One problem that some Labrador Retriever owners face is their puppy eating their food too quickly. When puppies get too excited, they can inhale their food too quickly, leading to many troubling concerns including choking, gagging, and more. One solution to this problem is to use a slow bowl feeder. These bowls have obstacles inlaid in their design that limit how much food your Labrador Retriever puppy can eat at once.
What’s the difference between adult and puppy formulas? Well, puppy food is specially formulated to support a puppy’s specific needs. Puppy food has twice the daily nutrient requirements of adult food to assist your puppy as she develops her bones, muscles, joints, internal organs, and immune system. According to most vets, an ideal puppy food will include all the nutrients that your puppy needs to grow. A good puppy food will be made up of at least 30% protein, as well as vitamins and minerals, and lastly, it will have a high-fat content to promote energy.
As mentioned above, puppy food is very different than adult food. Just like introducing a new brand of puppy food, you’ll need to gradually switch your puppy from puppy formula to adult formula food. The Labrador Retriever is a sporting dog with a unique digestive system; you’ll need to select an adult food that’s been created for large breeds. An additional benefit could be a formula that supports joint health, which is something the breed struggles with as they age.

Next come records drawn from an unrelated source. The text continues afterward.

impl Workout {
    /// Create from a database row
    fn from_row(row: &Row) -> rusqlite::Result<Self> {
        let intensity: String = row.get("intensity")?;

        Ok(Self {
            id: row.get("id")?,
            user_id: row.get("user_id")?,
            title: row.get("title")?,
            datetime: row.get("datetime")?,
            duration_seconds: row.get("duration_seconds")?,
            intensity: Intensity::from_str(&intensity).unwrap_or_default(),
            notes: row.get("notes")?,
            is_done: row.get::<_, i32>("is_done")? != 0,
            is_rest_day: row.get::<_, i32>("is_rest_day")? != 0,
            calories_burned: row.get("calories_burned")?,
            created_at: row.get("created_at")?,
            updated_at: row.get("updated_at")?,
        })
    }

    /// Create a new workout (no exercises yet)
    pub fn create(conn: &Connection, data: &WorkoutCreate, config: &EnergyConfig) -> DbResult<Self> {
        let datetime = data.datetime.clone().unwrap_or_else(|| {
            chrono::Utc::now().format("%Y-%m-%dT%H:%M:%SZ").to_string()
        });

        conn.execute(
            r#"
            INSERT INTO workouts (user_id, title, datetime, duration_seconds, intensity, notes, is_rest_day)
            VALUES (?1, ?2, ?3, ?4, ?5, ?6, ?7)
            "#,
            params![
                data.user_id,
                data.title,
                datetime,
                data.duration_seconds,
                data.intensity.as_str(),
                data.notes,
                data.is_rest_day as i32,
            ],
        )?;

        let id = conn.last_insert_rowid();
        Self::recalculate_calories(conn, id, config)?;

        Self::get_by_id(conn, id)?.ok_or(DbError::NotFound { entity: "workout", id })
    }

    /// Get a workout by ID
    pub fn get_by_id(conn: &Connection, id: i64) -> DbResult<Option<Self>> {
        let mut stmt = conn.prepare("SELECT * FROM workouts WHERE id = ?1")?;

        let result = stmt.query_row([id], Self::from_row);
        match result {
            Ok(workout) => Ok(Some(workout)),
            Err(rusqlite::Error::QueryReturnedNoRows) => Ok(None),
            Err(e) => Err(e.into()),
        }
    }

    /// List workouts, newest first, optionally for one user
    pub fn list(conn: &Connection, user_id: Option<i64>) -> DbResult<Vec<Self>> {
        let workouts = match user_id {
            Some(uid) => {
                let mut stmt = conn.prepare(
                    "SELECT * FROM workouts WHERE user_id = ?1 ORDER BY datetime DESC"
                )?;
                let rows = stmt.query_map([uid], Self::from_row)?;
                rows.collect::<Result<Vec<_>, _>>()?
            }
            None => {
                let mut stmt = conn.prepare("SELECT * FROM workouts ORDER BY datetime DESC")?;
                let rows = stmt.query_map([], Self::from_row)?;
                rows.collect::<Result<Vec<_>, _>>()?
            }
        };

        Ok(workouts)
    }

    /// Update a workout and re-estimate its calories
    pub fn update(
        conn: &Connection,
        id: i64,
        data: &WorkoutUpdate,
        config: &EnergyConfig,
    ) -> DbResult<Option<Self>> {
        let mut updates = Vec::new();
        let mut params_vec: Vec<Box<dyn rusqlite::ToSql>> = Vec::new();

        if let Some(ref title) = data.title {
            updates.push(format!("title = ?{}", params_vec.len() + 1));
            params_vec.push(Box::new(title.clone()));
        }
        if let Some(ref datetime) = data.datetime {
            updates.push(format!("datetime = ?{}", params_vec.len() + 1));
            params_vec.push(Box::new(datetime.clone()));
        }
        if let Some(duration) = data.duration_seconds {
            updates.push(format!("duration_seconds = ?{}", params_vec.len() + 1));
            params_vec.push(Box::new(duration));
        }
        if let Some(intensity) = data.intensity {
            updates.push(format!("intensity = ?{}", params_vec.len() + 1));
            params_vec.push(Box::new(intensity.as_str()));
        }
        if let Some(ref notes) = data.notes {
            updates.push(format!("notes = ?{}", params_vec.len() + 1));
            params_vec.push(Box::new(notes.clone()));
        }
        if let Some(is_done) = data.is_done {
            updates.push(format!("is_done = ?{}", params_vec.len() + 1));
            params_vec.push(Box::new(is_done as i32));
        }
        if let Some(is_rest_day) = data.is_rest_day {
            updates.push(format!("is_rest_day = ?{}", params_vec.len() + 1));
            params_vec.push(Box::new(is_rest_day as i32));
        }

        if updates.is_empty() {
            return Self::get_by_id(conn, id);
        }

        updates.push("updated_at = datetime('now')".to_string());

        let sql = format!(
            "UPDATE workouts SET {} WHERE id = ?{}",
            updates.join(", "),
            params_vec.len() + 1
        );

        params_vec.push(Box::new(id));

        let params_refs: Vec<&dyn rusqlite::ToSql> = params_vec.iter().map(|p| p.as_ref()).collect();
        let rows = conn.execute(&sql, params_refs.as_slice())?;
        if rows == 0 {
            return Ok(None);
        }

        Self::recalculate_calories(conn, id, config)?;
        Self::get_by_id(conn, id)
    }

    /// Delete a workout with its exercises and sets
    pub fn delete(conn: &Connection, id: i64) -> DbResult<bool> {
        // Exercises and sets are deleted via CASCADE
        let rows = conn.execute("DELETE FROM workouts WHERE id = ?1", [id])?;
        Ok(rows > 0)
    }

    /// Load the exercise/set breakdown the energy estimator works from
    pub fn load_entries(conn: &Connection, id: i64) -> DbResult<Vec<ExerciseEntry>> {
        let mut stmt = conn.prepare(
            r#"
            SELECT we.id, e.category FROM workout_exercises we
            JOIN exercises e ON we.exercise_id = e.id
            WHERE we.workout_id = ?1
            ORDER BY we.exercise_order, we.id
            "#
        )?;
        let exercises = stmt
            .query_map([id], |row| Ok((row.get::<_, i64>(0)?, row.get::<_, String>(1)?)))?
            .collect::<Result<Vec<_>, _>>()?;

        let mut set_stmt = conn.prepare(
            r#"
            SELECT is_warmup, weight_kg, reps, rest_time_before_set FROM exercise_sets
            WHERE workout_exercise_id = ?1
            ORDER BY set_number
            "#
        )?;

        let mut entries = Vec::with_capacity(exercises.len());
        for (workout_exercise_id, category) in exercises {
            let sets = set_stmt
                .query_map([workout_exercise_id], |row| {
                    Ok(SetRecord {
                        is_warmup: row.get::<_, i32>(0)? != 0,
                        weight_kg: row.get(1)?,
                        reps: row.get(2)?,
                        rest_seconds: row.get(3)?,
                    })
                })?
                .collect::<Result<Vec<_>, _>>()?;

            entries.push(ExerciseEntry {
                category: ExerciseCategory::from_tag(&category),
                sets,
            });
        }

        Ok(entries)
    }

    /// Estimate the workout's calories and store them on the workout
    pub fn recalculate_calories(
        conn: &Connection,
        id: i64,
        config: &EnergyConfig,
    ) -> DbResult<EnergyEstimate> {
        let workout = Self::get_by_id(conn, id)?.ok_or(DbError::NotFound { entity: "workout", id })?;

        let body_weight_kg = UserProfile::get_for_user(conn, workout.user_id)?
            .and_then(|p| p.body_weight_kg);
        let entries = Self::load_entries(conn, id)?;

        let estimate = estimate_workout_energy(
            &entries,
            Some(workout.intensity),
            body_weight_kg,
            workout.duration_seconds,
            config,
        );

        conn.execute(
            "UPDATE workouts SET calories_burned = ?1, updated_at = datetime('now') WHERE id = ?2",
            params![estimate.calories_burned, id],
        )?;

        tracing::debug!(
            workout_id = id,
            calories = estimate.calories_burned,
            duration_hours = estimate.duration_hours,
            "Recalculated workout calories"
        );

        Ok(estimate)
    }

    /// Re-estimate every workout of a user, returning how many were touched
    ///
    /// Needed whenever an input that lives outside the workout changes, such
    /// as the profile body weight.
    pub fn recalculate_for_user(conn: &Connection, user_id: i64, config: &EnergyConfig) -> DbResult<usize> {
        let workouts = Self::list(conn, Some(user_id))?;
        for workout in &workouts {
            Self::recalculate_calories(conn, workout.id, config)?;
        }

        tracing::debug!(user_id, count = workouts.len(), "Recalculated workouts for user");
        Ok(workouts.len())
    }
}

When it comes to adult or puppy food, the choices can seem overwhelming. The best course of action to choose the right food for your Labrador Retriever is to talk to your vet. He will be able to make a very educated recommendation as to which food will best complement your Labrador Retriever. Hereditary diseases or traits can cause a puppy to need more or less specific ingredients than others, thus the need for an educated opinion. If you’re conflicted about which food is right for your Labrador Retriever puppy, you can use sites like Pet Breeds to compare today’s top dog food brands.

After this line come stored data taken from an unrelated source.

//! Recalculate stored workout calories
//! Usage: cargo run --bin recalculate_workouts -- [user_id]

use tracing_subscriber::EnvFilter;

use ironlog::config::AppConfig;
use ironlog::db::{migrations, Database};
use ironlog::models::Workout;

fn main() -> Result<(), Box<dyn std::error::Error>> {
    // Logs go to stderr, the per-workout report to stdout
    tracing_subscriber::fmt()
        .with_env_filter(EnvFilter::from_default_env().add_directive("ironlog=info".parse()?))
        .with_writer(std::io::stderr)
        .init();

    let user_id = match std::env::args().nth(1) {
        Some(arg) => Some(arg.parse::<i64>().map_err(|_| format!("Invalid user id: {}", arg))?),
        None => None,
    };

    let config = AppConfig::from_env();
    tracing::info!(database = %config.database_path.display(), ?user_id, "Recalculating workout calories");

    let database = Database::new(&config.database_path)?;

    database.with_conn(|conn| {
        migrations::run_migrations(conn)?;

        let workouts = Workout::list(conn, user_id)?;
        tracing::info!(count = workouts.len(), "Found workouts");

        let mut changed = 0;
        for workout in &workouts {
            let old = workout.calories_burned.unwrap_or(0.0);
            let estimate = Workout::recalculate_calories(conn, workout.id, &config.energy)?;

            println!("\nWorkout {} ({}): {}", workout.id, workout.datetime, workout.title);
            println!("  Old calories: {:.2}", old);
            println!(
                "  New calories: {:.2} ({:.3} h {:?}, {:.1} kg {:?})",
                estimate.calories_burned,
                estimate.duration_hours,
                estimate.duration_source,
                estimate.body_weight_kg,
                estimate.body_weight_source,
            );
            if let Some(intensity) = estimate.intensity {
                println!("  MET: {:.1} ({:?})", intensity.met, intensity.rule);
            }

            if (estimate.calories_burned - old).abs() > f64::EPSILON {
                changed += 1;
                println!("  Difference: {:.2}", estimate.calories_burned - old);
            }
        }

        tracing::info!(changed, total = workouts.len(), "Recalculation complete");
        Ok(())
    })?;

    Ok(())
}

Labrador Retriever Breed Profile Overview
Here’s a brief breed profile of the Labrador Retriever to start your puppy learning. For more in-depth information, such as ideal vaccination schedules or potty training tips, visit our online archive of over 10,000 vet approved articles.

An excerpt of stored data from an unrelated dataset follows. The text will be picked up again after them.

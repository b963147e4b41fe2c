//! Database module
//!
//! Handles SQLite connection and migrations.

pub mod connection;
pub mod migrations;

pub use connection::{Database, DbError, DbResult};

#[cfg(test)]
pub(crate) use connection::open_in_memory;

The Labrador Retriever hails from Newfoundland and not Labrador, as the name suggests. Fishermen brought the breed to Britain in the early 19th century. The breed was not originally used as a companion dog. instead, Retrievers were bred exclusively as hunters. A job for which they possessed superior talents. The Labrador Retriever was officially accepted into the English Kennel Club in 1903 and the American Kennel Club in 1917, after which their popularity boomed.
Appearance and Size:
The Labrador Retriever is a strong, medium-sized dog possessing a sound, athletic, well-balanced conformation that enables him to function as a retrieving gun dog and as a member of the family.
The breed is known for its kindly, outgoing and tractable nature. The Lab is eager to please and usually non-aggressive toward man or animal.
Labrador Retrievers are intelligent and love to learn. Most Labradors can begin command training at 6 to 8 months of age.